Dataset entries
//! The bench: one owner for state, indicators, inputs, and the active run.

#![allow(missing_docs)]

use std::time::Duration;

use serde::Serialize;
use smol_str::SmolStr;
use tracing::debug;

use crate::animator::{Animator, Due};
use crate::boot::BootController;
use crate::cases::standard_library;
use crate::config::{BenchConfig, StatusTiming};
use crate::engine::{SlotStatus, TestCase, TestRunner};
use crate::events::BenchEvent;
use crate::input::{Channel, InputBus, InputEvent};
use crate::panel::{Color, IndicatorId, Indicators, PanelState, StatusLed, SLOT_COUNT};
use crate::state::SystemState;
use crate::time::SimTime;
use crate::timers::GroupTag;

/// Everything the boot controller and the runner mutate.
#[derive(Debug)]
pub(crate) struct BenchCore {
    pub(crate) state: SystemState,
    pub(crate) animator: Animator,
    pub(crate) inputs: InputBus,
    pub(crate) events: Vec<BenchEvent>,
    pub(crate) status: StatusTiming,
}

impl BenchCore {
    fn new(status: StatusTiming) -> Self {
        Self {
            state: SystemState::new(),
            animator: Animator::new(),
            inputs: InputBus::new(),
            events: Vec::new(),
            status,
        }
    }

    pub(crate) fn now(&self) -> SimTime {
        self.animator.now()
    }

    pub(crate) fn emit(&mut self, event: BenchEvent) {
        self.events.push(event);
    }

    /// Idle pulse off, run pulse on.
    pub(crate) fn status_running(&mut self) {
        self.animator.clear_group(GroupTag::Status);
        self.animator.set_off(StatusLed::Idle.into());
        self.state.enter_running();
        let period = self.status.run_pulse;
        self.animator
            .start_pulse(StatusLed::Run.into(), period, Color::Red, GroupTag::Status);
    }

    /// Run pulse off, idle pulse on.
    pub(crate) fn status_idle(&mut self) {
        self.animator.clear_group(GroupTag::Status);
        self.animator.set_off(StatusLed::Run.into());
        self.state.enter_idle();
        let period = self.status.idle_pulse;
        self.animator
            .start_pulse(StatusLed::Idle.into(), period, Color::Red, GroupTag::Status);
    }
}

/// The running case, as reported in snapshots.
#[derive(Debug, Clone, PartialEq, Eq, Serialize)]
pub struct RunInfo {
    pub slot: usize,
    pub run_id: u64,
    pub name: SmolStr,
}

#[derive(Debug, Clone, PartialEq, Eq, Serialize)]
pub struct IndicatorReading {
    pub indicator: IndicatorId,
    pub color: Color,
}

/// Point-in-time view of the whole bench.
#[derive(Debug, Clone, PartialEq, Eq, Serialize)]
pub struct BenchSnapshot {
    pub now: SimTime,
    pub state: SystemState,
    pub indicators: Vec<IndicatorReading>,
    pub slots: Vec<SlotStatus>,
    pub active_run: Option<RunInfo>,
}

/// Simulated test bench driven by presses and virtual time.
///
/// Nothing happens between calls: timers fire only inside
/// [`advance_to`](Self::advance_to) and [`advance_by`](Self::advance_by).
#[derive(Debug)]
pub struct Bench {
    core: BenchCore,
    boot: BootController,
    runner: TestRunner,
    config: BenchConfig,
}

impl Default for Bench {
    fn default() -> Self {
        Self::new(BenchConfig::default())
    }
}

impl Bench {
    /// Unpowered bench with the standard case library.
    #[must_use]
    pub fn new(config: BenchConfig) -> Self {
        let library = standard_library(&config.cases);
        Self::with_library(config, library)
    }

    /// Unpowered bench running a custom case library.
    #[must_use]
    pub fn with_library(config: BenchConfig, library: [Box<dyn TestCase>; SLOT_COUNT]) -> Self {
        Self {
            core: BenchCore::new(config.status.clone()),
            boot: BootController::new(config.boot.clone()),
            runner: TestRunner::new(library),
            config,
        }
    }

    /// Mirror indicator changes into an external renderer.
    pub fn attach(&mut self, sink: Box<dyn Indicators>) {
        self.core.animator.attach(sink);
    }

    #[must_use]
    pub fn config(&self) -> &BenchConfig {
        &self.config
    }

    #[must_use]
    pub fn now(&self) -> SimTime {
        self.core.now()
    }

    #[must_use]
    pub fn state(&self) -> &SystemState {
        &self.core.state
    }

    #[must_use]
    pub fn panel(&self) -> &PanelState {
        self.core.animator.panel()
    }

    #[must_use]
    pub fn color(&self, indicator: IndicatorId) -> Option<Color> {
        self.panel().color(indicator)
    }

    #[must_use]
    pub fn animator(&self) -> &Animator {
        &self.core.animator
    }

    #[must_use]
    pub fn inputs(&self) -> &InputBus {
        &self.core.inputs
    }

    #[must_use]
    pub fn runner(&self) -> &TestRunner {
        &self.runner
    }

    #[must_use]
    pub fn slot_status(&self, slot: usize) -> Option<SlotStatus> {
        self.runner.slot_status(slot)
    }

    #[must_use]
    pub fn active_run(&self) -> Option<RunInfo> {
        let run = self.runner.active()?;
        let name = self.runner.names().nth(run.slot()).unwrap_or_default();
        Some(RunInfo {
            slot: run.slot(),
            run_id: run.run_id(),
            name: SmolStr::new(name),
        })
    }

    /// A discrete button press at the current time.
    pub fn press(&mut self, channel: Channel) {
        let at = self.now();
        debug!(%channel, %at, "press");
        self.core.emit(BenchEvent::Input { at, channel });
        match channel {
            Channel::A | Channel::B | Channel::C => {
                if self.core.state.power() {
                    let status = &self.core.status;
                    let (period, duration) = (status.input_flash_period, status.input_flash);
                    self.core.animator.clear_group(GroupTag::Flash);
                    self.core.animator.flash(
                        StatusLed::Init.into(),
                        Color::Red,
                        period,
                        duration,
                        GroupTag::Flash,
                    );
                }
                self.runner
                    .deliver_input(&mut self.core, InputEvent { channel, at });
            }
            Channel::D => {
                self.start_test();
            }
            Channel::E => self.reset(),
            Channel::Power => {
                if self.core.state.power() {
                    self.power_off();
                } else {
                    self.power_on();
                }
            }
        }
    }

    /// Begin the boot sequence. Ignored while already powered.
    pub fn power_on(&mut self) {
        if self.core.state.power() {
            debug!("power on ignored, already powered");
            return;
        }
        self.boot.power_on(&mut self.core);
    }

    /// Cut power: supersede any run, stop every animation, darken the panel.
    pub fn power_off(&mut self) {
        if !self.core.state.power() {
            debug!("power off ignored, already off");
            return;
        }
        self.runner.supersede(&mut self.core);
        self.runner.clear_slots();
        self.boot.power_off(&mut self.core);
    }

    /// Run the reset sequence. Rejected without power.
    pub fn reset(&mut self) {
        if self.core.state.power() {
            self.runner.supersede(&mut self.core);
            self.runner.clear_slots();
        }
        self.boot.reset(&mut self.core);
    }

    /// Start the next case. Returns `false` if the bench was not ready.
    pub fn start_test(&mut self) -> bool {
        self.runner.start_next(&mut self.core)
    }

    /// Fire every timer due up to `until`, in deadline order.
    pub fn advance_to(&mut self, until: SimTime) {
        while let Some(due) = self.core.animator.next_due(until, &self.core.state) {
            match due {
                Due::Boot(stage) => self.boot.on_stage(&mut self.core, stage),
                Due::Observation { run_id } => self.runner.on_observation(&mut self.core, run_id),
                Due::CaseTick { run_id } => self.runner.on_tick(&mut self.core, run_id),
            }
        }
        self.core.animator.settle(until);
    }

    pub fn advance_by(&mut self, delta: Duration) {
        let until = self.now().after(delta);
        self.advance_to(until);
    }

    #[must_use]
    pub fn next_deadline(&self) -> Option<SimTime> {
        self.core.animator.next_deadline()
    }

    /// Events recorded since the last drain.
    #[must_use]
    pub fn events(&self) -> &[BenchEvent] {
        &self.core.events
    }

    pub fn drain_events(&mut self) -> Vec<BenchEvent> {
        std::mem::take(&mut self.core.events)
    }

    #[must_use]
    pub fn snapshot(&self) -> BenchSnapshot {
        BenchSnapshot {
            now: self.now(),
            state: self.core.state.clone(),
            indicators: self
                .panel()
                .snapshot()
                .into_iter()
                .map(|(indicator, color)| IndicatorReading { indicator, color })
                .collect(),
            slots: self.runner.slots().to_vec(),
            active_run: self.active_run(),
        }
    }
}

#[cfg(test)]
mod tests {
    use super::*;

    fn booted() -> Bench {
        let mut bench = Bench::default();
        bench.power_on();
        bench.advance_to(SimTime::from_millis(3_000));
        bench
    }

    #[test]
    fn run_and_idle_pulses_never_coexist() {
        let mut bench = booted();
        assert_eq!(bench.animator().group_len(GroupTag::Status), 1);
        assert!(bench.start_test());
        assert_eq!(bench.animator().group_len(GroupTag::Status), 1);
        assert!(!bench.panel().is_lit(StatusLed::Idle.into()));
        bench.advance_by(Duration::from_millis(5_000));
        assert_eq!(bench.animator().group_len(GroupTag::Status), 1);
        assert!(!bench.panel().is_lit(StatusLed::Run.into()));
    }

    #[test]
    fn press_flashes_init_only_when_powered() {
        let mut bench = Bench::default();
        bench.press(Channel::A);
        assert_eq!(bench.animator().group_len(GroupTag::Flash), 0);

        let mut bench = booted();
        bench.press(Channel::B);
        assert_eq!(bench.animator().group_len(GroupTag::Flash), 1);
        bench.advance_by(Duration::from_millis(100));
        assert!(bench.panel().is_lit(StatusLed::Init.into()));
        bench.advance_by(Duration::from_millis(100));
        assert!(!bench.panel().is_lit(StatusLed::Init.into()));
        assert_eq!(bench.animator().group_len(GroupTag::Flash), 0);
    }

    #[test]
    fn snapshot_reports_active_run() {
        let mut bench = booted();
        bench.start_test();
        let snapshot = bench.snapshot();
        let run = snapshot.active_run.unwrap();
        assert_eq!(run.slot, 0);
        assert_eq!(snapshot.slots[0], SlotStatus::InProgress);
        assert_eq!(snapshot.indicators.len(), 15);
    }
}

Task goal: Will you return exactly the lines above from the one with "self.state.enter_idle();" down to the one with "fn default() ->", counting both as part of the range?

Answer section:
        self.state.enter_idle();
        let period = self.status.idle_pulse;
        self.animator
            .start_pulse(StatusLed::Idle.into(), period, Color::Red, GroupTag::Status);
    }
}

/// The running case, as reported in snapshots.
#[derive(Debug, Clone, PartialEq, Eq, Serialize)]
pub struct RunInfo {
    pub slot: usize,
    pub run_id: u64,
    pub name: SmolStr,
}

#[derive(Debug, Clone, PartialEq, Eq, Serialize)]
pub struct IndicatorReading {
    pub indicator: IndicatorId,
    pub color: Color,
}

/// Point-in-time view of the whole bench.
#[derive(Debug, Clone, PartialEq, Eq, Serialize)]
pub struct BenchSnapshot {
    pub now: SimTime,
    pub state: SystemState,
    pub indicators: Vec<IndicatorReading>,
    pub slots: Vec<SlotStatus>,
    pub active_run: Option<RunInfo>,
}

/// Simulated test bench driven by presses and virtual time.
///
/// Nothing happens between calls: timers fire only inside
/// [`advance_to`](Self::advance_to) and [`advance_by`](Self::advance_by).
#[derive(Debug)]
pub struct Bench {
    core: BenchCore,
    boot: BootController,
    runner: TestRunner,
    config: BenchConfig,
}

impl Default for Bench {
    fn default() -> Self {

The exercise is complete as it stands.